All right, well here I am barely out of a comatose state using words again. You’d think.

Nice try but still not quite there? I can’t seem to get the red side to show except in the shadow region. All else is just black. Maybe I’m missing something. Turn on ‘No V Normal Flip’, change Normal node to Mapping node, set size to 1000 in xyz. The only difference I can see between my setup and the image above is the Geometry node has an input labled Col: just below the input labled UV:. In the image the Col: input is missing. I’m using a blender built yesterday morning in Windows2K.

There is one sunlight in this scene, from above and to the left.

And, because it’s 5 in the morning and my brain is crawling out of a pleasantly unconcious state, I double check everything and still don’t see what is going on. Probably because I’m still trying to shake off that dreamy nymphette that refused to leave me alone all night.

If I can contribute something useful, sure, but remember this is not a very complex shader at all. I have already done a short modelling tutorial on one of the wikis. I tend not to visit the wikis much because I lost my bookmarks to them. There should be links from this site.

It seems the lighting calculations use the unflipped normal so it looks like it shades it in the opposite direction from the light. Unfortunately, it uses the correct light direction for the other side. So, if you don’t flip normals, Blender can’t tell the difference between either side and if you do it messes up the lighting calculation. As far as I can see, the node layout is correct for a double-sided shader but the renderer isn’t rendering things correctly. Sometimes I wish they’d deprecate the internal renderer and just use a renderer like Pixie or aqsis. It’s not as if Renderman will ever stop being developed and there are at least 3 free cross-platform renderers. Plus, they support a rich shading language already, of which nodes are just a subset and you wouldn’t need yafray. One renderer would do everything.

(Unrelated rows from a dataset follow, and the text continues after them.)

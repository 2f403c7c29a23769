use unicode_display_width::width as display_width;

/// Clamps `value` into `[low, high]`, checking `low` first.
///
/// Unlike [`Ord::clamp`] this does not panic when `low > high`; the result is
/// then `high`, which is what viewport arithmetic on empty lists needs.
pub fn clamp(low: i64, high: i64, value: i64) -> i64 {
    if value < low {
        return low.min(high);
    }
    value.min(high)
}

/// Terminal cell width of `text`
pub fn str_width(text: &str) -> usize {
    display_width(text) as usize
}
//! Header display widget.
//!
//! Static text above the query in forward layout, below the list in reverse.
use crate::options::FilterOptions;
use crate::theme::ColorTheme;
use crate::tui::widget::FilterWidget;

use ratatui::buffer::Buffer;
use ratatui::layout::Rect;
use ratatui::text::Text;
use ratatui::widgets::{Paragraph, Widget};
use std::sync::Arc;

const TABSTOP: usize = 8;

/// Header widget for displaying static text around the list
#[derive(Clone, Default)]
pub struct Header {
    /// The header text, with tabs expanded
    pub header: String,
    theme: Arc<ColorTheme>,
}

impl Header {
    /// Gets the header height (number of lines)
    pub fn height(&self) -> u16 {
        self.header.lines().count().min(u16::MAX as usize) as u16
    }
}

/// Expands tab characters to spaces based on tabstop width and current position
fn apply_tabstop(text: &str, tabstop: usize) -> String {
    let mut result = String::new();
    let mut current_width = 0;

    for ch in text.chars() {
        match ch {
            '\t' => {
                let tab_width = tabstop - (current_width % tabstop);
                result.push_str(&" ".repeat(tab_width));
                current_width += tab_width;
            }
            '\n' => {
                result.push(ch);
                current_width = 0;
            }
            _ => {
                result.push(ch);
                current_width += crate::util::str_width(ch.encode_utf8(&mut [0; 4]));
            }
        }
    }

    result
}

impl FilterWidget for Header {
    fn from_options(options: &FilterOptions, theme: Arc<ColorTheme>) -> Self {
        Self {
            header: apply_tabstop(&options.header, TABSTOP),
            theme,
        }
    }

    fn render(&mut self, area: Rect, buf: &mut Buffer) {
        if self.header.is_empty() {
            return;
        }
        Paragraph::new(Text::styled(self.header.as_str(), self.theme.header)).render(area, buf);
    }
}

#[cfg(test)]
mod tests {
    use super::*;

    #[test]
    fn tabs_are_expanded_per_line() {
        assert_eq!(apply_tabstop("a\tb", 4), "a   b");
        assert_eq!(apply_tabstop("ab\ncd\te", 4), "ab\ncd  e");
    }

    #[test]
    fn height_counts_lines() {
        let options = FilterOptions {
            header: "one\ntwo".into(),
            ..Default::default()
        };
        assert_eq!(Header::from_options(&options, Arc::default()).height(), 2);
        assert_eq!(Header::default().height(), 0);
    }
}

Then, whenever the nodes weren’t up to the task, there could be a .sl input node that allowed you to use a programmable shader. The core development team could focus on fancy stuff like cloths, fluids etc. and all they have to do is make sure the output complied with the specification. You get true DoF, true motion and deformation blur, SSS, GI, caustics. People have been waiting for so long for these things and it’s readily available. Renderers like Pixie, aqsis, 3delight, povray, etc. are nothing without a good modelling and animation program and Blender is not worth much without a solid and flexible renderer. Some people say the answer is not as simple as it looks but it really is.